**About this task:**
The records sit below. Return every line in them that holds the word "Option".

-*-

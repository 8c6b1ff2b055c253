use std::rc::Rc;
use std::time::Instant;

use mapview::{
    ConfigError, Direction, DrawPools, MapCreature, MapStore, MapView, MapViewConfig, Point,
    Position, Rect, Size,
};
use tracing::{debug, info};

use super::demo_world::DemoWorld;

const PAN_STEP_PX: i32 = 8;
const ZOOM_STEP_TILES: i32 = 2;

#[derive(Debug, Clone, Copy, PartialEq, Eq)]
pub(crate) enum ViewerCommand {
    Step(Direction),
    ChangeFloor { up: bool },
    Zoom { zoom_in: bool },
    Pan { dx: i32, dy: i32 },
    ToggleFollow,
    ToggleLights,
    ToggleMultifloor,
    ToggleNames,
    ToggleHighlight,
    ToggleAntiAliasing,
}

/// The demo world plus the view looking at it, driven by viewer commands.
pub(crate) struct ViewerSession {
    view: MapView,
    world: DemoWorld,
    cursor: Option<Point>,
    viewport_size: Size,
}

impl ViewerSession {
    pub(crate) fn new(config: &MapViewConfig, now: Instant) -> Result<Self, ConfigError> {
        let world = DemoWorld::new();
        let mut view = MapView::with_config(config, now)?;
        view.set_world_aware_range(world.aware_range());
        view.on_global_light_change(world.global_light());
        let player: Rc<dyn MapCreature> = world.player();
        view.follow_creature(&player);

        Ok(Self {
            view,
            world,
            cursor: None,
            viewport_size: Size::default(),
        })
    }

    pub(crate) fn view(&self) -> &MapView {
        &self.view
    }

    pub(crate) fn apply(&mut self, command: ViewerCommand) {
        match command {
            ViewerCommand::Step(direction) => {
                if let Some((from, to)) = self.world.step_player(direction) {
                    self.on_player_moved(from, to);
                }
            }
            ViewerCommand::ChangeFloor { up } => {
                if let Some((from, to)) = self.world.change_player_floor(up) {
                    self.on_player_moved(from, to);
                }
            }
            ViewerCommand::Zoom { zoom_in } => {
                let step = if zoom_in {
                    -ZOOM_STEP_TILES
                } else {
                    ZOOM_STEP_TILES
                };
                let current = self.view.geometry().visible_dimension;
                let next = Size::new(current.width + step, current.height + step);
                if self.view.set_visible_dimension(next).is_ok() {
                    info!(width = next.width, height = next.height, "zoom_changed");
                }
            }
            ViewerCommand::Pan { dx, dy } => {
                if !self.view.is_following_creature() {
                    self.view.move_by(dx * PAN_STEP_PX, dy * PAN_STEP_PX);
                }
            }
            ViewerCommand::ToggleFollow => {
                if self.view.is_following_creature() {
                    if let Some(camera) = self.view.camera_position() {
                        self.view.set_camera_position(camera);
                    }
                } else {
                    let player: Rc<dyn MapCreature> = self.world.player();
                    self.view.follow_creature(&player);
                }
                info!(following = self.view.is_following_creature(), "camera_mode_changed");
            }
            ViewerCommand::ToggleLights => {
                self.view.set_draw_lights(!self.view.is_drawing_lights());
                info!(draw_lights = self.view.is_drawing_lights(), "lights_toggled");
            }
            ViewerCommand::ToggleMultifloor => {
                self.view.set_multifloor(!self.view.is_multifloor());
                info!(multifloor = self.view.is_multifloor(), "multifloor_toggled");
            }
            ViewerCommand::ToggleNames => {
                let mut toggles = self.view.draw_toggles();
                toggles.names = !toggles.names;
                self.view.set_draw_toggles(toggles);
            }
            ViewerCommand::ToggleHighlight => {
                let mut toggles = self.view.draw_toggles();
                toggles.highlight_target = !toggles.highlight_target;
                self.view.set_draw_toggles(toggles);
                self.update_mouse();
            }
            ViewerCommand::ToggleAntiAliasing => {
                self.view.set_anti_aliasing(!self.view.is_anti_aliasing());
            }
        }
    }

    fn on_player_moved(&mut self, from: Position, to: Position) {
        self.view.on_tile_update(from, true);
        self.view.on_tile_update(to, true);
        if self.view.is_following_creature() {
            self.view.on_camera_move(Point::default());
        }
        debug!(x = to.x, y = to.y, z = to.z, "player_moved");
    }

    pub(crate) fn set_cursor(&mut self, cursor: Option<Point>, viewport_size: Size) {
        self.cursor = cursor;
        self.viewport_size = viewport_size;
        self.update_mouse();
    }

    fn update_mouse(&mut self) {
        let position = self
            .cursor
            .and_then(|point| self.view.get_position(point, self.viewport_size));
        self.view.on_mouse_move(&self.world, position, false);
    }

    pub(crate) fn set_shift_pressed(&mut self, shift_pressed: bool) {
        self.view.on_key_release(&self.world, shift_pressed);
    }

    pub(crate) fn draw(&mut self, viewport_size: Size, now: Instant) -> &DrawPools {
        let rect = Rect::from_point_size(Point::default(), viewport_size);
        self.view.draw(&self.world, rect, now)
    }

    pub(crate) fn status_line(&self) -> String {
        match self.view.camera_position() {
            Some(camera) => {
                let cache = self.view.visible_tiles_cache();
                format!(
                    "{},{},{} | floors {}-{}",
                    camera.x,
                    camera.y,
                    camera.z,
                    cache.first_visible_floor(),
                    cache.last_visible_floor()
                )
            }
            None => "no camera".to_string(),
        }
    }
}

-*-

**Expected answer:**
    cursor: Option<Point>,
    pub(crate) fn set_cursor(&mut self, cursor: Option<Point>, viewport_size: Size) {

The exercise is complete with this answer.